His name is “Gondor,” which is the term J.R. Tolkien used to describe the Middle Kingdom in his famous trilogy.  This moniker won first place in our own facebook contest, but our creature’s  formal name is a gargoyle or chimera.  The former term sounds like gurgle or gargle for good reason.   Gargoyles are the grotesque offspring of Gothic church architecture in the Middle Ages.  They are fantastical creatures who perch on steeples and steep rooftops.  Their mouths are spouts to drain rainwater off the roof and sides of a building.  

 On the other hand, chimeras seldom have spouts, but they are nonetheless nasty looking Greek mythological beings composed of animal parts – lions, goats, dragons (wings) with a snake-headed tail.  Gondor is one of those snarling hybrids, crouching on his haunches, resting on huge claws, and baring fangs.
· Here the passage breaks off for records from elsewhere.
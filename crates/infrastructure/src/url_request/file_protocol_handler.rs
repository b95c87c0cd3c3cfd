use super::error_job::UrlRequestErrorJob;
use super::file_dir_job::UrlRequestFileDirJob;
use super::file_job::UrlRequestFileJob;
use super::file_url::{ends_with_separator, file_url_to_path};
use netstack_application::ports::{NetworkDelegate, ProtocolHandler, UrlRequestJob};
use netstack_domain::{NetError, UrlRequest};
use std::path::Path;
use tracing::debug;

/// Handler for the `file:` scheme.
///
/// The job shape is decided from the URL alone: no filesystem call happens
/// until the job is started.
#[derive(Debug, Default, Clone, Copy)]
pub struct FileProtocolHandler;

impl FileProtocolHandler {
    pub fn new() -> Self {
        Self
    }
}

impl ProtocolHandler for FileProtocolHandler {
    fn maybe_create_job(
        &self,
        request: &UrlRequest,
        network_delegate: Option<&dyn NetworkDelegate>,
    ) -> Box<dyn UrlRequestJob> {
        let path = file_url_to_path(request.url()).unwrap_or_default();

        let allowed = network_delegate.is_some_and(|d| d.can_access_file(request, &path));
        if !allowed {
            debug!(url = %request, "No file access, creating error job");
            return Box::new(UrlRequestErrorJob::new(NetError::AccessDenied));
        }

        if is_directory_path(&path) {
            Box::new(UrlRequestFileDirJob::new(path))
        } else {
            Box::new(UrlRequestFileJob::new(request.clone(), path))
        }
    }
}

fn is_directory_path(path: &Path) -> bool {
    !path.as_os_str().is_empty() && path.is_absolute() && ends_with_separator(path)
}
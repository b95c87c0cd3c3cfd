use netstack_application::ports::{DnsClient, NetworkDelegate};
use netstack_application::use_cases::{FetchUrlUseCase, ResolveHostUseCase};
use netstack_domain::Config;
use netstack_infrastructure::dns::DnsClientImpl;
use netstack_infrastructure::url_request::{PathPrefixNetworkDelegate, ProtocolDispatcher};
use std::sync::Arc;
use tokio::sync::RwLock;
use tracing::info;

pub struct UseCases {
    pub resolve_host: Arc<ResolveHostUseCase>,
    pub fetch_url: Arc<FetchUrlUseCase>,
}

impl UseCases {
    pub fn new(config: &Config) -> anyhow::Result<Self> {
        let mut client = DnsClientImpl::create_client();
        client.set_config(config.dns.clone())?;
        let client: Arc<RwLock<dyn DnsClient>> = Arc::new(RwLock::new(client));

        let delegate: Arc<dyn NetworkDelegate> =
            Arc::new(PathPrefixNetworkDelegate::new(config.files.clone()));
        let dispatcher = Arc::new(ProtocolDispatcher::create_default());

        info!(
            file_roots = config.files.allowed_roots.len(),
            "Services initialized"
        );

        Ok(Self {
            resolve_host: Arc::new(ResolveHostUseCase::new(client)),
            fetch_url: Arc::new(FetchUrlUseCase::new(dispatcher, Some(delegate))),
        })
    }
}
 The Notre Dame cathedral in Paris is a favorite haunt for chimeras that were sculpted in the 1800s.  Hundreds of years earlier, so the story goes, a dragon-like beast would rise from the Seine River and eat terrified residents with grisly abandon.  Helped by a Catholic saint, enraged citizens trapped and burned the dragon.  However, his head and shoulders resisted flames, so instead his hide was nailed to the church to ward off evil.

Today the biggest numbers of chimeras and gargoyles can be found on Catholic churches. across France.  They also sit on city rooftops in places like New York City, Pittsburgh, and Chicago.  American horror novelist Stephen King insists that they are quite alive and always watching us from above.  

Our own story of Gondor began eight years ago when we visited our daughter in Albany.  She suggested antiquing at a downtown salvage yard.  There we discovered a demonic statue who looked like he might have flown in from the rooftop of a nearby Albany church or office building.  Fatefully, I remarked, “Wow what a birthday present he would be sitting in our yard back home!”

My wife and daughter mischievously hatched a plan to ship the creature 300 miles across the state to our rural home.  My son-in-law Bill arranged to have the beast hoisted and lashed onto the bed of his truck.  Out on the thruway gawkers would pull even, wave and laugh at his fierce cargo. I thought the chimera’s arrival was the best possible birthday.  Several husky friends wrestled my unusual gift onto a convenient concrete pad.  Today, years later, he stares balefully at anyone who passes by. 

In recent decades grotesques have become amazingly popular. Their shock value has diminished, but their entertainment value has skyrocketed.  They show up as Disney cartoon characters or beings that invade from other planets.  My favorite classic horror show is the 1984 “Ghostbusters”, starring actor Bill Murrey and friends. Two mythical figures, the keymaster and the gatekeeper, combine evil forces to occupy a city rooftop and unlock the gates of hell.  Like many other chimeras, the keymaster’s “terror dogs” break out of their shells and raise havoc.  Ultimately, they are exploded by the laser guns of the ghostbusters who rescue the city.  After four iterations, ghostbuster movies have become a cultural phenomenon.

From Gondor to Ghostbusters, the popularity of grotesques begs the question, why has it become such a thrill to scare us out of our wits? Monstrous characters have almost become our heroes and friends.  The spiritual message of repenting in the face of horror has worn off.   Words like enticing, mesmerizing, and addictive come to mind.   We have gotten used to real and fictional grotesque happenings all around us.  Still, we take comfort in knowing that Gondor is alive and watching for evil invaders.